» **MATERIAL PROVIDED**:
======
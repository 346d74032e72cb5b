//! # Servidor TCP concurrente
//! src/server/tcp.rs
//!
//! Un thread por conexión. Antes de lanzar el thread el accept loop pide un
//! permiso al [`ConnectionLimiter`]; con `server.max.connections` conexiones
//! activas la conexión nueva se cierra sin respuesta y el accept loop sigue.
//!
//! `server.read.timeout.ms` es un plazo total para recibir el request, no
//! por cada `read`. El socket se cierra al terminar el thread, pase lo que
//! pase con el request.

use super::connection::ConnectionHandler;
use super::limiter::ConnectionLimiter;
use crate::config::ServerConfig;
use std::io::{self, Read, Write};
use std::net::{Shutdown, SocketAddr, TcpListener, TcpStream};
use std::sync::Arc;
use std::thread;
use std::time::{Duration, Instant};

/// Errores fatales del servidor
#[derive(Debug, thiserror::Error)]
pub enum ServerError {
    #[error("cannot bind {address}: {source}")]
    Bind {
        address: String,
        #[source]
        source: io::Error,
    },

    #[error("i/o failure: {0}")]
    Io(#[from] io::Error),
}

/// Servidor HTTP de archivos estáticos
pub struct Server {
    config: ServerConfig,
    handler: Arc<ConnectionHandler>,
    limiter: ConnectionLimiter,
    listener: TcpListener,
}

impl Server {
    /// Abre el socket y prepara el handler según la configuración
    pub fn bind(config: ServerConfig) -> Result<Self, ServerError> {
        let handler = ConnectionHandler::from_config(&config)?;
        Self::bind_with(config, handler)
    }

    /// Igual que [`Server::bind`] pero con un handler ya armado
    pub fn bind_with(config: ServerConfig, handler: ConnectionHandler) -> Result<Self, ServerError> {
        let address = config.address();
        let listener = TcpListener::bind(&address).map_err(|source| ServerError::Bind {
            address: address.clone(),
            source,
        })?;

        Ok(Self {
            limiter: ConnectionLimiter::new(config.max_connections),
            config,
            handler: Arc::new(handler),
            listener,
        })
    }

    /// Dirección real del socket (útil con puerto 0)
    pub fn local_addr(&self) -> io::Result<SocketAddr> {
        self.listener.local_addr()
    }

    /// Accept loop; solo retorna si el listener deja de existir
    pub fn run(&self) -> Result<(), ServerError> {
        log::info!("listening on {}", self.local_addr()?);

        for stream in self.listener.incoming() {
            let stream = match stream {
                Ok(stream) => stream,
                Err(e) => {
                    log::warn!("failed to accept connection: {}", e);
                    continue;
                }
            };

            let Some(permit) = self.limiter.try_acquire() else {
                log::warn!(
                    "connection limit ({}) reached, closing connection from {:?}",
                    self.config.max_connections,
                    stream.peer_addr().ok()
                );
                continue;
            };
            let handler = Arc::clone(&self.handler);
            let timeout = self.config.read_timeout;

            let spawned = thread::Builder::new()
                .name("connection".to_string())
                .spawn(move || {
                    Self::serve_connection(&handler, stream, timeout);
                    drop(permit);
                });

            if let Err(e) = spawned {
                log::error!("failed to spawn connection thread: {}", e);
            }
        }

        Ok(())
    }

    /// Atiende una conexión aceptada y la cierra
    pub fn serve_connection(handler: &ConnectionHandler, stream: TcpStream, timeout: Option<Duration>) {
        let remote = stream.peer_addr().ok().map(|addr| addr.ip());
        log::debug!("connection from {:?}", remote);

        handler.handle(DeadlineStream::new(&stream, timeout), remote);

        // El peer puede haber cerrado primero
        if let Err(e) = stream.shutdown(Shutdown::Write) {
            log::debug!("shutdown after response failed: {}", e);
        }
    }
}

/// Socket con un plazo total para las lecturas
///
/// Antes de cada `read` el timeout del socket se ajusta a lo que queda del
/// plazo, así un cliente que manda de a un byte no retiene el thread.
struct DeadlineStream<'a> {
    stream: &'a TcpStream,
    deadline: Option<Instant>,
}

impl<'a> DeadlineStream<'a> {
    fn new(stream: &'a TcpStream, timeout: Option<Duration>) -> Self {
        Self {
            stream,
            deadline: timeout.map(|timeout| Instant::now() + timeout),
        }
    }
}

impl Read for DeadlineStream<'_> {
    fn read(&mut self, buf: &mut [u8]) -> io::Result<usize> {
        if let Some(deadline) = self.deadline {
            let remaining = deadline.saturating_duration_since(Instant::now());
            if remaining.is_zero() {
                return Err(io::Error::new(
                    io::ErrorKind::TimedOut,
                    "request read deadline exceeded",
                ));
            }
            self.stream.set_read_timeout(Some(remaining))?;
        }

        let mut stream = self.stream;
        stream.read(buf)
    }
}

impl Write for DeadlineStream<'_> {
    fn write(&mut self, buf: &[u8]) -> io::Result<usize> {
        let mut stream = self.stream;
        stream.write(buf)
    }

    fn flush(&mut self) -> io::Result<()> {
        let mut stream = self.stream;
        stream.flush()
    }
}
======
» **WORK TO BE COMPLETED**:
Looking only at the listing, say how many lines include "source"; reply with the number alone.

» **SOLUTION TO THE PROBLEM**:
5